» HOW TO COMPLETE THIS TASK
Copy out all lines in the data below containing the string "quality".

[Saved data entries]
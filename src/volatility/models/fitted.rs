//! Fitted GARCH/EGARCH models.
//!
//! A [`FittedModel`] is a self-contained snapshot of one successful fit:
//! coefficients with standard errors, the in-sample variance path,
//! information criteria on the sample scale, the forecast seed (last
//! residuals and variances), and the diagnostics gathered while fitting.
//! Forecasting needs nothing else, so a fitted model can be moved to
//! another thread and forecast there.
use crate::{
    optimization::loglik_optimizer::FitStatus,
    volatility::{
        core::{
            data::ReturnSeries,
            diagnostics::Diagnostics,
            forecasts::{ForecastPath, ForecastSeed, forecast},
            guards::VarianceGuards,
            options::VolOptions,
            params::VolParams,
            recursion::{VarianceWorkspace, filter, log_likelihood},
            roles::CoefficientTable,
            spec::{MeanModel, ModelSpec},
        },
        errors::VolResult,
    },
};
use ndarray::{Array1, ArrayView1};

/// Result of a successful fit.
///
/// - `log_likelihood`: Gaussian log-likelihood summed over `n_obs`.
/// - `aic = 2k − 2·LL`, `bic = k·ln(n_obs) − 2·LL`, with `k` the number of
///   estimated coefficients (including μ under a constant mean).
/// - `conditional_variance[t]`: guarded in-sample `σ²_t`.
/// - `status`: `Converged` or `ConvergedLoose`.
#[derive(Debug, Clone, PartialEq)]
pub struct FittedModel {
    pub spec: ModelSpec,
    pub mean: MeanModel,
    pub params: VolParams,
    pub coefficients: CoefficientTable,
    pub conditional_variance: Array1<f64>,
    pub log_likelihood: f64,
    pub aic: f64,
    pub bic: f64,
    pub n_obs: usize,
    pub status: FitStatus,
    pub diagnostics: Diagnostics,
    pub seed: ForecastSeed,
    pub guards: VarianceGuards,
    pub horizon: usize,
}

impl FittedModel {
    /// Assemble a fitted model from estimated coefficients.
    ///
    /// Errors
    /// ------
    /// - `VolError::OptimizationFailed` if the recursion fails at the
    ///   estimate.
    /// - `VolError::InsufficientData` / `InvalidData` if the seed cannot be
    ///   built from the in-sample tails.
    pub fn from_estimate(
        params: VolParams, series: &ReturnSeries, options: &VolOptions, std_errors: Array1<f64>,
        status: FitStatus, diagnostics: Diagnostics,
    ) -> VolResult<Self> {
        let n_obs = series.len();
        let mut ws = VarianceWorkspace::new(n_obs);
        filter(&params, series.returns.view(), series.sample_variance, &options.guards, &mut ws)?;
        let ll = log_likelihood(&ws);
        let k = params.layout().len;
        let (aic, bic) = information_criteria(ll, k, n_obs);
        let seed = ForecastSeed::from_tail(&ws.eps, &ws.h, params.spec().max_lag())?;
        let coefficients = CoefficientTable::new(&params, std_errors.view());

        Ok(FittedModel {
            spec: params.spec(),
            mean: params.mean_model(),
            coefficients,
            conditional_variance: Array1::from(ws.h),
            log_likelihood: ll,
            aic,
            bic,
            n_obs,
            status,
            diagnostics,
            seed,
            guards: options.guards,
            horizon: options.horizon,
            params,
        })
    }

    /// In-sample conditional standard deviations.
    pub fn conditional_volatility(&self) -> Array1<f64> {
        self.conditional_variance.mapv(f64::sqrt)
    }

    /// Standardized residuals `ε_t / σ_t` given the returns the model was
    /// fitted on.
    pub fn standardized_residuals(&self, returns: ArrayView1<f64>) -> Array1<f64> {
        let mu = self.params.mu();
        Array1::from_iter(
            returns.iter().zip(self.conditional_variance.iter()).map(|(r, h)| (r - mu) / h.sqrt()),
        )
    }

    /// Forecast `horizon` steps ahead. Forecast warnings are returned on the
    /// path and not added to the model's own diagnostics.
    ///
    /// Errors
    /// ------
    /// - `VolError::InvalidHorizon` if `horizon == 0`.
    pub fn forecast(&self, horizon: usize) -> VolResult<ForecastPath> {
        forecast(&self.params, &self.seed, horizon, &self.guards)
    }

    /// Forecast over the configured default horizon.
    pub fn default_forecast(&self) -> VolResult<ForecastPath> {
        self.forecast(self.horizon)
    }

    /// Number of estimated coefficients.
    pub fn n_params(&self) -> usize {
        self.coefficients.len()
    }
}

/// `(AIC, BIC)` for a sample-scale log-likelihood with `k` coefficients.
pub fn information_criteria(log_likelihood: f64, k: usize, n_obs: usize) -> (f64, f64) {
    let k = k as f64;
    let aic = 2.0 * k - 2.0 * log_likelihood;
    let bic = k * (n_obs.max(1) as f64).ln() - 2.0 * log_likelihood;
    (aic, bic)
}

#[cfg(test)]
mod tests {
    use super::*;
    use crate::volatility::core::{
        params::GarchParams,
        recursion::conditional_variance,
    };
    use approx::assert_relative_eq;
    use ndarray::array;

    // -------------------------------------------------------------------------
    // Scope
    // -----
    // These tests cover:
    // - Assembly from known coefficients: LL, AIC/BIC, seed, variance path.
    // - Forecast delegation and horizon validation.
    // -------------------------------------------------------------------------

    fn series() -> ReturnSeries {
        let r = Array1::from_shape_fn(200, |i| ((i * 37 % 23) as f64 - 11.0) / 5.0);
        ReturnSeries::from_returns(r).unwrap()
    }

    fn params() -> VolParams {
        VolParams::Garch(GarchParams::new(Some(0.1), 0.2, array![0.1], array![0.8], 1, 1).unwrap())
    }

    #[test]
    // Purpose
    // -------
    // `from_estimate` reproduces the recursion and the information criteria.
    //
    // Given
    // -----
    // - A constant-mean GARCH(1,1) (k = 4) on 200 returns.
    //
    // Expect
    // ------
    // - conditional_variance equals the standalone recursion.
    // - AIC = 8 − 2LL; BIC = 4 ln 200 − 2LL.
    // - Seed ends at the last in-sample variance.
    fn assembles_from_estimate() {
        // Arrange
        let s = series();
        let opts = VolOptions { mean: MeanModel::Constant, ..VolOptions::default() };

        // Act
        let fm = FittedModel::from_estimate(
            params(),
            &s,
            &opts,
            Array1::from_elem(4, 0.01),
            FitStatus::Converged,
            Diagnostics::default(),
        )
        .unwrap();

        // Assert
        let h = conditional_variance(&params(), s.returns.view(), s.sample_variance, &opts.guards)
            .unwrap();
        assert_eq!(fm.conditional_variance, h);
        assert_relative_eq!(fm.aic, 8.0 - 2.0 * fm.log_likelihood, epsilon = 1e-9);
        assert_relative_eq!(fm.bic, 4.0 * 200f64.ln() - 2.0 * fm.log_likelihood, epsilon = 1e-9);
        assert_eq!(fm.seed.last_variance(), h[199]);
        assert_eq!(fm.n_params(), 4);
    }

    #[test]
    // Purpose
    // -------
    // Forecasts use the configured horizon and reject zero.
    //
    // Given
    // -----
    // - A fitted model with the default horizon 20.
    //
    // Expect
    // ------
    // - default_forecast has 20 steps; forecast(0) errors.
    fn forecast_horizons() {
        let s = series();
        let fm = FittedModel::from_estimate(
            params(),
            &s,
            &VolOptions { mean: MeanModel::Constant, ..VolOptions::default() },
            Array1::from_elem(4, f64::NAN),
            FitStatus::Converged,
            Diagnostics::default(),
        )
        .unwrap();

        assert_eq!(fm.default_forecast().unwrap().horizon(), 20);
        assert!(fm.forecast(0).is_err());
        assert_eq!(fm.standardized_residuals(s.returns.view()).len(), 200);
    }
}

---

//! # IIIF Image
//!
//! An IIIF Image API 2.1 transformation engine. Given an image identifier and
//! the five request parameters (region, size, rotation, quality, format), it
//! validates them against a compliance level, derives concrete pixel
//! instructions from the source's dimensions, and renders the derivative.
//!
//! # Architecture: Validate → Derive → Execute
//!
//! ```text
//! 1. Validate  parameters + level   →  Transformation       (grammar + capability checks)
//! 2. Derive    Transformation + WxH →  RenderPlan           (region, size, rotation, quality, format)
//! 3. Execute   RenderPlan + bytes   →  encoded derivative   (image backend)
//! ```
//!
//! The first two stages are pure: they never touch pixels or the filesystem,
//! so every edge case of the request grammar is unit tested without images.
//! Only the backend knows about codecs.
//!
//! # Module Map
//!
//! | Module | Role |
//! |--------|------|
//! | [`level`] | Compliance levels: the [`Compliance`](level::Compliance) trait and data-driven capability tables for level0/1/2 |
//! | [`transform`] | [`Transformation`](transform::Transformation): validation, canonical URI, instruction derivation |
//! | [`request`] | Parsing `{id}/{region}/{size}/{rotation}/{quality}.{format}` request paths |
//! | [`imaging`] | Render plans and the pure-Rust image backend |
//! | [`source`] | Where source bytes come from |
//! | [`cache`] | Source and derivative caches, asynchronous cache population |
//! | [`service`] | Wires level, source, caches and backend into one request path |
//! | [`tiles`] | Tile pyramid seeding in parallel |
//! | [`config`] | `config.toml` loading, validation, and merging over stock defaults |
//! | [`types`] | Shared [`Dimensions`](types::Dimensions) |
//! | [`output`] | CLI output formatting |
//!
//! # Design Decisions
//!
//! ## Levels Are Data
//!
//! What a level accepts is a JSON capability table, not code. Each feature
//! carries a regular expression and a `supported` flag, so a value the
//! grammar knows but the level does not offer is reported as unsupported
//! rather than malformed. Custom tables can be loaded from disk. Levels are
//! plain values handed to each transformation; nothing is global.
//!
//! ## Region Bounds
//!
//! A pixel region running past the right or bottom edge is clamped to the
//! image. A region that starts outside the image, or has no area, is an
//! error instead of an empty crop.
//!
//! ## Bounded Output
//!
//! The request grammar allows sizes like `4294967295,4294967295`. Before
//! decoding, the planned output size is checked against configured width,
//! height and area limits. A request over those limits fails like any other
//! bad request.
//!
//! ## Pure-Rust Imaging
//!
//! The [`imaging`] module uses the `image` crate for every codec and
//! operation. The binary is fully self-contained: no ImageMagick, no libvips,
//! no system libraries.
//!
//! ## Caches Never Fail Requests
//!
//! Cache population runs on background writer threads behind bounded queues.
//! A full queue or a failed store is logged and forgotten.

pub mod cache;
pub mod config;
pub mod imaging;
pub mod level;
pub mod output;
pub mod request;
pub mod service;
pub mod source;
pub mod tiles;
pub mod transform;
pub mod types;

» FINISHED TASK
//! the five request parameters (region, size, rotation, quality, format), it
//! 2. Derive    Transformation + WxH →  RenderPlan           (region, size, rotation, quality, format)
//! | [`request`] | Parsing `{id}/{region}/{size}/{rotation}/{quality}.{format}` request paths |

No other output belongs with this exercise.